Lookups for the Splunk Add-on for ServiceNow¶
The Splunk Add-on for ServiceNow has the following
lookups
in $SPLUNK_HOME/etc/apps/Splunk_TA_snow/lookups. Some of these are
included for integration and backwards compatibility with other
applications, and are not used as lookups for the add-on itself.
As dynamic CSV lookups are migrated to KV Store lookups, those lookups won’t have filename associated with them.
| Filename/KV Store | Purpose | Replication Enabled on Indexer |
|---|---|---|
snow_change_states.csv |
Maps state to a human-readable string. Note: This lookup is deprecated as it is used with display_value=false, which is deprecated as part of version 6.3.0. |
No |
snow_cmdb_ci_app_server_lookup |
This lookup depends on the ServiceNow CMDB CI App Servers saved search included with the add-on. | No |
snow_cmdb_ci_db_instance_lookup |
This lookup depends on the ServiceNow CMDB CI DB Instances saved search included with the add-on. | No |
snow_cmdb_ci_infra_service_lookup |
This lookup depends on the ServiceNow CMDB CI Infra Services saved search included with the add-on. | No |
snow_cmdb_ci_list_lookup |
Looks up the cmdb_ci sys_id in incident events to populate affect_dest. This lookup depends on the ServiceNow CMDB CI List saved search included with the add-on. Note: This lookup and associated saved search is deprecated as it is used with display_value=false, which is deprecated as part of version 6.3.0. |
No |
snow_cmdb_ci_server_lookup |
This lookup depends on the ServiceNow CMDB CI Server saved search included with the add-on. | No |
snow_cmdb_ci_service_lookup |
This lookup depends on the ServiceNow CMDB CI Services saved search included with the add-on. | No |
snow_cmdb_ci_vm_lookup |
This lookup depends on the ServiceNow CMDB CI VM saved search included with the add-on. | No |
snow_cmdb_rel_ci_lookup |
This lookup depends on the ServiceNow CMDB CI Relation saved search included with the add-on. | No |
snow_cmn_location_list_lookup |
Obtains detailed latitude and longitude information from the location field. This lookup depends on the ServiceNow CNM Location List saved search included with the add-on. |
Yes |
snow_incident_state_lookup |
Maps a numerical incident state value to a human-readable string. Note: This lookup and associated saved search is deprecated as it is being used with display_value=false, which is deprecated as part of version 6.3.0. |
No |
snow_problem_states.csv |
Maps a numerical problem state number to a human-readable string. Note: This lookup is deprecated as it is used with display_value=false, which is deprecated as part of version 6.3.0. |
No |
snow_severities.csv |
Maps a numerical severity value to a human-readable string. Note: This lookup is deprecated as it is used with display_value=false, which is deprecated as part of version 6.3.0. |
No |
snow_sys_choice_list_lookup |
Contains possible choices for database table columns. This lookup depends on the ServiceNow Sys Choice List saved search included with the add-on. | No |
snow_sys_user_group_list_lookup |
Maps user group IDs to user group names in incident, event, change, or problem events. This lookup depends on the ServiceNow Sys User Group List saved search included with the add-on.
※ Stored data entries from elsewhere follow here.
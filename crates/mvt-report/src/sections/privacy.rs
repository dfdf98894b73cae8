use serde_json::Value;

use super::ReportContext;
use crate::document::Block;
use crate::value::{bundle_display_name, field, first_field, truthy};

const LISTED_CLIENTS: usize = 10;
const LISTED_LOCATION_APPS: usize = 15;
const SYSTEM_PREFIX: &str = "com.apple.";

/// TCC services worth calling out, with their report labels.
const SENSITIVE_SERVICES: [(&str, &str); 16] = [
    ("kTCCServiceCamera", "Camera Access"),
    ("kTCCServiceMicrophone", "Microphone Access"),
    ("kTCCServiceLocation", "Location Services"),
    ("kTCCServicePhotos", "Photo Library Access"),
    ("kTCCServiceContactsLimited", "Contacts Access (Limited)"),
    ("kTCCServiceContactsFull", "Contacts Access (Full)"),
    ("kTCCServiceCalendar", "Calendar Access"),
    ("kTCCServiceReminders", "Reminders Access"),
    ("kTCCServiceFaceID", "Face ID Authentication"),
    ("kTCCServiceSiri", "Siri Access"),
    ("kTCCServiceMotion", "Motion & Fitness"),
    ("kTCCServiceBluetoothPeripheral", "Bluetooth Access"),
    ("kTCCServiceFileProviderPresence", "File Provider Access"),
    (
        "kTCCServiceSystemPolicyDesktopFolder",
        "Desktop Folder Access",
    ),
    (
        "kTCCServiceSystemPolicyDocumentsFolder",
        "Documents Folder Access",
    ),
    (
        "kTCCServiceSystemPolicyDownloadsFolder",
        "Downloads Folder Access",
    ),
];

/// Clients granted or refused one TCC service.
#[derive(Default)]
struct ServiceGrants {
    allowed: Vec<String>,
    denied: Vec<String>,
}

fn is_system_client(client: &str) -> bool {
    client.starts_with(SYSTEM_PREFIX) && !client.to_lowercase().contains("third")
}

/// Groups TCC entries by service, keeping first-seen service order.
fn grants_by_service(entries: &[Value]) -> Vec<(String, ServiceGrants)> {
    let mut services: Vec<(String, ServiceGrants)> = Vec::new();
    for entry in entries {
        let service = field(entry, "service");
        let client = field(entry, "client");
        let allowed = entry.get("auth_value").and_then(Value::as_str) == Some("allowed");

        let index = match services.iter().position(|(name, _)| *name == service) {
            Some(index) => index,
            None => {
                services.push((service, ServiceGrants::default()));
                services.len() - 1
            }
        };
        let grants = &mut services[index].1;
        if allowed {
            grants.allowed.push(client);
        } else {
            grants.denied.push(client);
        }
    }

    services
}

pub(super) fn privacy_permissions(context: &ReportContext<'_>) -> Vec<Block> {
    let Some(tcc) = context.scan.get("tcc") else {
        return Vec::new();
    };
    let mut blocks = vec![Block::heading("Privacy & Permissions Analysis")];

    let Some(entries) = tcc.as_array() else {
        blocks.push(Block::normal("No TCC permission data available."));

        return blocks;
    };

    let services = grants_by_service(entries);
    let mut sensitive_found = 0;
    for (service_key, service_name) in SENSITIVE_SERVICES {
        let Some((_, grants)) = services.iter().find(|(name, _)| name == service_key) else {
            continue;
        };
        sensitive_found += 1;
        tracing::debug!(
            service = service_key,
            denied = grants.denied.len(),
            "Sensitive TCC service present"
        );
        if grants.allowed.is_empty() {
            continue;
        }

        blocks.push(Block::sub_heading(format!("{service_name}:")));
        let (system_apps, user_apps): (Vec<&String>, Vec<&String>) = grants
            .allowed
            .iter()
            .partition(|client| is_system_client(client));

        if !user_apps.is_empty() {
            blocks.push(Block::normal("Third-party applications with access:"));
            for client in user_apps.iter().take(LISTED_CLIENTS) {
                blocks.push(Block::nested_bullet(bundle_display_name(client)));
            }
            if user_apps.len() > LISTED_CLIENTS {
                blocks.push(Block::normal(format!(
                    "  ... and {} more apps",
                    user_apps.len() - LISTED_CLIENTS
                )));
            }
        }
        if !system_apps.is_empty() {
            blocks.push(Block::normal(format!(
                "System applications: {} apps",
                system_apps.len()
            )));
        }
    }

    if sensitive_found == 0 {
        blocks.push(Block::success(
            "No sensitive privacy permissions detected in TCC data.",
        ));
    }

    blocks.push(Block::sub_heading("TCC Database Summary:"));
    blocks.push(Block::normal(format!(
        "Total Permission Entries: {}\nUnique Services: {}\nSensitive Permissions Found: \
         {sensitive_found}",
        entries.len(),
        services.len()
    )));

    blocks
}

pub(super) fn location_tracking(context: &ReportContext<'_>) -> Vec<Block> {
    let Some(location) = context.scan.get("locationd_clients") else {
        return Vec::new();
    };
    let mut blocks = vec![Block::heading("Location Tracking Analysis")];

    let Some(clients) = location.as_array() else {
        blocks.push(Block::normal("No location client data available."));

        return blocks;
    };

    let mut active_clients = Vec::new();
    let mut background_clients = Vec::new();
    for client in clients {
        if !(truthy(client.get("Authorized")) && truthy(client.get("BundleId"))) {
            continue;
        }

        let name = first_field(client, &["BundleId", "Executable"]);
        if client.get("BackgroundAppRefresh").is_some()
            || client.get("LocationServicesEnabled").is_some()
        {
            background_clients.push(name.clone());
        }
        active_clients.push(name);
    }

    blocks.push(Block::normal(format!(
        "Applications with Location Access: {}",
        active_clients.len()
    )));

    if !background_clients.is_empty() {
        blocks.push(Block::alert(format!(
            "{} applications may have background location access",
            background_clients.len()
        )));
        blocks.push(Block::sub_heading("Apps with Potential Background Location:"));
        for client in background_clients.iter().take(LISTED_CLIENTS) {
            blocks.push(Block::bullet(bundle_display_name(client)));
        }
    }

    let user_apps: Vec<&String> = active_clients
        .iter()
        .filter(|client| !client.starts_with(SYSTEM_PREFIX))
        .collect();
    if !user_apps.is_empty() {
        blocks.push(Block::sub_heading("Third-party Apps with Location Access:"));
        for client in user_apps.into_iter().take(LISTED_LOCATION_APPS) {
            blocks.push(Block::bullet(bundle_display_name(client)));
        }
    }

    blocks
}

#[cfg(test)]
mod tests {
    use serde_json::json;

    use super::super::test_support::{NOW, scan, text};
    use super::*;
    use crate::device::DeviceType;

    #[test]
    fn test_privacy_permissions_splits_user_and_system_apps() {
        // Arrange
        let scan = scan(&[(
            "tcc",
            json!([
                {"service": "kTCCServiceCamera", "client": "com.apple.camera", "auth_value": "allowed"},
                {"service": "kTCCServiceCamera", "client": "org.signal.Signal", "auth_value": "allowed"},
                {"service": "kTCCServiceCamera", "client": "com.example.denied", "auth_value": "denied"},
                {"service": "kTCCServiceUbiquity", "client": "com.example.sync", "auth_value": "allowed"}
            ]),
        )]);
        let context = ReportContext {
            device_type: DeviceType::Ios,
            generated_at: NOW,
            scan: &scan,
        };

        // Act
        let rendered = text(&privacy_permissions(&context));

        // Assert
        assert!(rendered.contains("Camera Access:"));
        assert!(rendered.contains("Third-party applications with access:\nSignal"));
        assert!(rendered.contains("System applications: 1 apps"));
        assert!(!rendered.contains("denied"));
        assert!(rendered.contains(
            "Total Permission Entries: 4\nUnique Services: 2\nSensitive Permissions Found: 1"
        ));
    }

    #[test]
    fn test_privacy_permissions_reports_clean_database() {
        // Arrange
        let scan = scan(&[("tcc", json!([]))]);
        let context = ReportContext {
            device_type: DeviceType::Ios,
            generated_at: NOW,
            scan: &scan,
        };

        // Act
        let blocks = privacy_permissions(&context);

        // Assert
        assert!(blocks.contains(&Block::success(
            "No sensitive privacy permissions detected in TCC data."
        )));
    }

    #[test]
    fn test_privacy_permissions_skipped_without_tcc() {
        // Arrange
        let scan = scan(&[("sms", json!([]))]);
        let context = ReportContext {
            device_type: DeviceType::Ios,
            generated_at: NOW,
            scan: &scan,
        };

        // Act
        let blocks = privacy_permissions(&context);

        // Assert
        assert!(blocks.is_empty());
    }

    #[test]
    fn test_location_tracking_flags_background_clients() {
        // Arrange
        let scan = scan(&[(
            "locationd_clients",
            json!([
                {"BundleId": "com.apple.Maps", "Authorized": true},
                {"BundleId": "com.example.Tracker", "Authorized": true, "BackgroundAppRefresh": false},
                {"BundleId": "com.example.Denied", "Authorized": false},
                {"Executable": "/usr/libexec/locationd", "Authorized": true}
            ]),
        )]);
        let context = ReportContext {
            device_type: DeviceType::Ios,
            generated_at: NOW,
            scan: &scan,
        };

        // Act
        let rendered = text(&location_tracking(&context));

        // Assert
        assert!(rendered.contains("Applications with Location Access: 2"));
        assert!(rendered.contains("1 applications may have background location access"));
        assert!(rendered.contains("Third-party Apps with Location Access:\nTracker"));
        assert!(!rendered.contains("Denied"));
    }
}
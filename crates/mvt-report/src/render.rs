//! PDF output of laid-out pages.

use std::fs::File;
use std::io::BufWriter;
use std::path::Path;

use printpdf::path::{PaintMode, WindingOrder};
use printpdf::{
    BuiltinFont, Color as PdfColor, IndirectFontRef, Line, Mm, PdfDocument, PdfDocumentReference,
    PdfLayerReference, Point, Pt, Rect, Rgb,
};

use crate::error::ReportError;
use crate::layout::{Color, DrawOp, FontFace, PAGE_HEIGHT, PAGE_WIDTH, Page};

const LAYER_NAME: &str = "Content";
const GRID_THICKNESS: f32 = 0.5;

/// Standard fonts registered once per document.
struct Fonts {
    regular: IndirectFontRef,
    bold: IndirectFontRef,
    mono: IndirectFontRef,
}

impl Fonts {
    fn register(document: &PdfDocumentReference) -> Result<Self, ReportError> {
        let add = |font| {
            document
                .add_builtin_font(font)
                .map_err(|err| ReportError::Pdf(err.to_string()))
        };

        Ok(Self {
            regular: add(BuiltinFont::Helvetica)?,
            bold: add(BuiltinFont::HelveticaBold)?,
            mono: add(BuiltinFont::Courier)?,
        })
    }

    fn get(&self, face: FontFace) -> &IndirectFontRef {
        match face {
            FontFace::Regular => &self.regular,
            FontFace::Bold => &self.bold,
            FontFace::Mono => &self.mono,
        }
    }
}

/// Characters of the WinAnsi `0x80..=0x9F` block that sit outside Latin-1.
const WIN_ANSI_EXTRAS: &[char] = &[
    '\u{20ac}', '\u{201a}', '\u{0192}', '\u{201e}', '\u{2026}', '\u{2020}', '\u{2021}', '\u{02c6}',
    '\u{2030}', '\u{0160}', '\u{2039}', '\u{0152}', '\u{017d}', '\u{2018}', '\u{2019}', '\u{201c}',
    '\u{201d}', '\u{2022}', '\u{2013}', '\u{2014}', '\u{02dc}', '\u{2122}', '\u{0161}', '\u{203a}',
    '\u{0153}', '\u{017e}', '\u{0178}',
];

/// Reduces text to what the standard PDF fonts encode with WinAnsi:
/// printable ASCII, the Latin-1 supplement and the `0x80..=0x9F` extras.
/// Everything else becomes `?`.
pub(crate) fn pdf_safe_text(text: &str) -> String {
    text.chars()
        .map(|character| match character {
            '\t' => ' ',
            _ if is_win_ansi(character) => character,
            _ => '?',
        })
        .collect()
}

fn is_win_ansi(character: char) -> bool {
    matches!(character, ' '..='~' | '\u{a0}'..='\u{ff}') || WIN_ANSI_EXTRAS.contains(&character)
}

fn mm(points: f32) -> Mm {
    Mm::from(Pt(points))
}

fn pdf_color(color: Color) -> PdfColor {
    PdfColor::Rgb(Rgb::new(
        f32::from(color.red) / 255.0,
        f32::from(color.green) / 255.0,
        f32::from(color.blue) / 255.0,
        None,
    ))
}

fn draw(layer: &PdfLayerReference, fonts: &Fonts, op: &DrawOp) {
    match op {
        DrawOp::Text {
            x,
            y,
            size,
            face,
            color,
            text,
        } => {
            layer.set_fill_color(pdf_color(*color));
            layer.use_text(pdf_safe_text(text), *size, mm(*x), mm(*y), fonts.get(*face));
        }
        DrawOp::FillRect {
            x,
            y,
            width,
            height,
            color,
        } => {
            layer.set_fill_color(pdf_color(*color));
            let rect = Rect::new(mm(*x), mm(*y), mm(x + width), mm(y + height))
                .with_mode(PaintMode::Fill)
                .with_winding(WindingOrder::NonZero);
            layer.add_rect(rect);
        }
        DrawOp::Line { from, to, color } => {
            layer.set_outline_color(pdf_color(*color));
            layer.set_outline_thickness(GRID_THICKNESS);
            layer.add_line(Line {
                points: vec![
                    (Point::new(mm(from.0), mm(from.1)), false),
                    (Point::new(mm(to.0), mm(to.1)), false),
                ],
                is_closed: false,
            });
        }
    }
}

/// Writes `pages` as an A4 PDF at `path`.
///
/// # Errors
/// Returns an error when the file cannot be created or the PDF cannot be
/// serialized.
pub fn write_pdf(title: &str, pages: &[Page], path: &Path) -> Result<(), ReportError> {
    let (document, first_page, first_layer) =
        PdfDocument::new(title, mm(PAGE_WIDTH), mm(PAGE_HEIGHT), LAYER_NAME);
    let fonts = Fonts::register(&document)?;

    for (index, page) in pages.iter().enumerate() {
        let layer = if index == 0 {
            document.get_page(first_page).get_layer(first_layer)
        } else {
            let (page_index, layer_index) =
                document.add_page(mm(PAGE_WIDTH), mm(PAGE_HEIGHT), LAYER_NAME);
            document.get_page(page_index).get_layer(layer_index)
        };

        for op in &page.ops {
            draw(&layer, &fonts, op);
        }
    }

    let file = File::create(path).map_err(|source| ReportError::io(path, source))?;
    document
        .save(&mut BufWriter::new(file))
        .map_err(|err| ReportError::Pdf(err.to_string()))?;

    Ok(())
}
Note: This lookup and associated saved search is deprecated as it is used with display_value=false, which is deprecated as part of version 6.3.0. |
No |
snow_sys_user_list_lookup |
Maps user IDs to user names in incident, event, change, or problem events. This lookup depends on the ServiceNow Sys User List saved search included with the add-on. | Yes |
How to Use Lookups in a Clustered Environment or in Splunk Cloud¶
From version 9.2.0 of the Splunk Add-on for ServiceNow, we have set replication to false for all lookups except snow_sys_user_list_lookup and snow_cmn_location_list_lookup (as these two lookups are used in extractions). This change was made because, in a search head cluster or Splunk Cloud, these lookups were increasing the size of the search head bundle, which caused replication to stop and prevented it from working properly. Therefore, replication has been set to false for lookups that are not used in any extractions by the TA. If you want to use any other lookup, you can use the Splunk-managed app Splunk App for Lookup File Editing to edit the replication setting for the lookup. If you face any issues, you can also reach out to Splunk Support for further guidance.
Note
In the Splunk App for Lookup File Editing, a lookup can be found by its collection name. To find the collection name, go to:
1. In Splunk Web, go to Settings → Lookups → Lookup definitions
2. Locate the desired lookup by its name (see the table on this page).
3. Select the lookup name to open the edit window, where you see the Collection Name.